Sometimes we learn from the past. But learning happens only when we countenance even history’s darkest truths. It’s true for us as it was for Dmitri Shostakovich’s Soviet Union. In a program called “Remembrance” on Thursday evening at UC Berkeley’s Zellerbach Hall, the Berkeley Symphony commemorated the 75th anniversary of the composer’s momentous “Babi Yar” Symphony (No. 13). The performance proved his work, about one horror of the Holocaust, still resonates in our present time.
Babi Yar (Grandmother’s Ravine) is located on the outskirts of Kiev. When the German Army captured the city in 1941, resident Jews were commanded to pack up their things and head for this place.
They were stripped, shot, and shoved to their deaths.
It is estimated that over 30,000 people were murdered in the first few days, and closer to 100,000 ultimately died. Whatever the true number, Babi Yar became the site of one of the largest mass killings of World War II.

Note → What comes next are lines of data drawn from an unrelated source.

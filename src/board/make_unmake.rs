use crate::zobrist::{piece_key, side_key};

use super::{Game, MoveRecord, Piece, PieceKind, Position};

impl Game {
    /// Play `from -> to` on the board without any legality check and return
    /// the record that undoes it.
    ///
    /// Handles castling (king moves two files, the rook follows), en passant
    /// (the captured pawn stands beside the origin, not on `to`) and promotion
    /// (`promotion` replaces a pawn reaching its last row; anything other than
    /// Rook, Bishop or Knight becomes a Queen). The hash is updated
    /// incrementally. History and the game-over flag are left alone.
    ///
    /// # Panics
    /// Panics if `from` is empty.
    pub fn make(&mut self, from: Position, to: Position, promotion: PieceKind) -> MoveRecord {
        let mover = self
            .board
            .get(from)
            .expect("make: no piece on the origin square");
        let previous_hash = self.hash;
        let previous_en_passant = self.en_passant;
        let mut hash = self.hash;

        let captured = if self.is_en_passant(mover, from, to) {
            let square = Position::new_unchecked(from.row(), to.col());
            self.board.take(square).map(|piece| (square, piece))
        } else {
            self.board.take(to).map(|piece| (to, piece))
        };
        if let Some((square, piece)) = captured {
            hash ^= piece_key(piece, square);
        }

        self.board.set(from, None);
        hash ^= piece_key(mover, from);

        let promotion = (mover.kind == PieceKind::Pawn && to.row() == mover.color.promotion_row())
            .then(|| match promotion {
                PieceKind::Rook | PieceKind::Bishop | PieceKind::Knight => promotion,
                _ => PieceKind::Queen,
            });
        let placed = Piece {
            kind: promotion.unwrap_or(mover.kind),
            color: mover.color,
            moved: true,
        };
        self.board.place(to, placed);
        hash ^= piece_key(placed, to);

        let mut castle = None;
        if mover.kind == PieceKind::King && from.col().abs_diff(to.col()) == 2 {
            let (rook_col, rook_dest_col) = if to.col() > from.col() { (7, 5) } else { (0, 3) };
            let rook_from = Position::new_unchecked(from.row(), rook_col);
            let rook_to = Position::new_unchecked(from.row(), rook_dest_col);
            if let Some(rook) = self.board.take(rook_from) {
                let moved_rook = Piece { moved: true, ..rook };
                self.board.place(rook_to, moved_rook);
                hash ^= piece_key(rook, rook_from);
                hash ^= piece_key(moved_rook, rook_to);
                castle = Some((rook_from, rook_to, rook));
            }
        }

        self.en_passant = None;
        if mover.kind == PieceKind::Pawn && from.row().abs_diff(to.row()) == 2 {
            let skipped_row = (from.row() + to.row()) / 2;
            self.en_passant = Some(Position::new_unchecked(skipped_row, from.col()));
        }

        self.side_to_move = self.side_to_move.opposite();
        hash ^= side_key();
        self.hash = hash;

        MoveRecord {
            mover,
            from,
            to,
            captured,
            previous_en_passant,
            castle,
            promotion,
            previous_hash,
        }
    }

    /// Undo a move produced by [`Game::make`]. Records must be unmade in
    /// reverse order of making.
    pub fn unmake(&mut self, record: MoveRecord) {
        let mut hash = self.hash ^ side_key();
        self.side_to_move = self.side_to_move.opposite();
        self.en_passant = record.previous_en_passant;

        if let Some((rook_from, rook_to, rook)) = record.castle {
            if let Some(moved_rook) = self.board.take(rook_to) {
                hash ^= piece_key(moved_rook, rook_to);
            }
            self.board.place(rook_from, rook);
            hash ^= piece_key(rook, rook_from);
        }

        if let Some(placed) = self.board.take(record.to) {
            hash ^= piece_key(placed, record.to);
        }
        self.board.place(record.from, record.mover);
        hash ^= piece_key(record.mover, record.from);

        if let Some((square, piece)) = record.captured {
            self.board.place(square, piece);
            hash ^= piece_key(piece, square);
        }

        debug_assert_eq!(hash, record.previous_hash, "unmake: hash drifted");
        self.hash = hash;
    }
}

Twenty years later, the poet Yevgeny Yevtushenko was appalled upon visiting and learning Babi Yar lacked as much as a tombstone or physical memorial. Despite appreciable risks, he recorded what happened in vernacular verse. Shostakovich, in turn, felt compelled to set Yevtushenko’s poem to music. But Shostakovich didn’t stop there: he also set four additional texts by the same poet, which Yevtushenko himself had never considered juxtaposing.

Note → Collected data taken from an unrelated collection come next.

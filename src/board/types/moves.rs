//! Move representation.

use std::fmt;

#[cfg(feature = "serde")]
use serde::{Deserialize, Serialize};

use super::Position;

/// A (from, to) pair. Promotion choice travels separately because the
/// board decides whether a move promotes.
#[derive(Clone, Copy, Debug, PartialEq, Eq, Hash)]
#[cfg_attr(feature = "serde", derive(Serialize, Deserialize))]
pub struct Move {
    pub from: Position,
    pub to: Position,
}

impl Move {
    #[inline]
    #[must_use]
    pub const fn new(from: Position, to: Position) -> Self {
        Move { from, to }
    }
}

impl fmt::Display for Move {
    fn fmt(&self, f: &mut fmt::Formatter<'_>) -> fmt::Result {
        write!(f, "{}-{}", self.from, self.to)
    }
}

These other movements transform the five-movement choral symphony into more than a musical memorial. Broader themes include the irrepressible irreverence of humor, the strength of women, and the power of both moral courage and art to preserve truth.
Since the texts are crucial, Thursday’s performance began with a reading of all five poems by four actors situated on the stage and in balcony boxes. Joy Carlin directed the dramatic rendition, which was the first after Yevtushenko’s death, in April of this year. House lights were illuminated for the symphony, to enable simultaneous reading and listening.
The collaboration between German guest conductor Christian Reif and Russian bass soloist Denis Sedov was musically productive and symbolically significant. Reif began the symphony without waiting for applause after the texts’ narrations. Listening to Sedov sing feels like falling into friendly quicksand: It is warm, deep, and all-enveloping. Focusing on the sheer sound of his voice can cause one to lose sight of broader circumstances.
The first movement is in sonata form and in the traditionally “dark” key of Bb minor. Perhaps representing the inescapable fate of the victims, the two main themes are inversions of one another. Lugubrious and slow, this opening introduced the work’s thick orchestration — solo voice, huge orchestra, and men’s chorus — that helped to convey the scope of the catastrophe. Under the leadership of Marika Kuzma, the Bay Area Men’s Chorus subsumed singers from multiple local choral ensembles.
The second movement — “Humor” and the first of two Scherzos — is known for quoting Shostakovich’s own setting of “MacPherson’s Farewell,” which tells of dervishly dancing under a gallows tree. The second Scherzo (the fourth movement) begins seamlessly from the third, because the final three movements are played without pause.
The third movement was a highlight of the performance. It begins with a theme in the low strings that lingered for the rest of the work. The movement is an ode to the quiet suffering and unflappable endurance of Russian women. The (usually unison) chorus broke into harmony for a chill-inducing “Amen” cadence at this movement’s end.
At the start of the final movement, the flutes transformed the low string motif from previous movements into something chirpier and cheerier. The finale was faster than I was expecting, but still idyllic. The text is about historical figures, such as Galileo, securing legacies by sacrificing careers/lives to speak the truth.
This performance related hard truth, featured a chorus of men exulting women, and ultimately felt affirmative. By contrast, some present-day leaders normalize rank misogyny, baldly embrace alterative facts, and commonly discourage faith in the audacity of hope. But “Remembrance” did more than remind of a massacre. It demonstrated that, as long as we still make art, truth, humor, and hope do indeed trump darkness, deceit, and despair.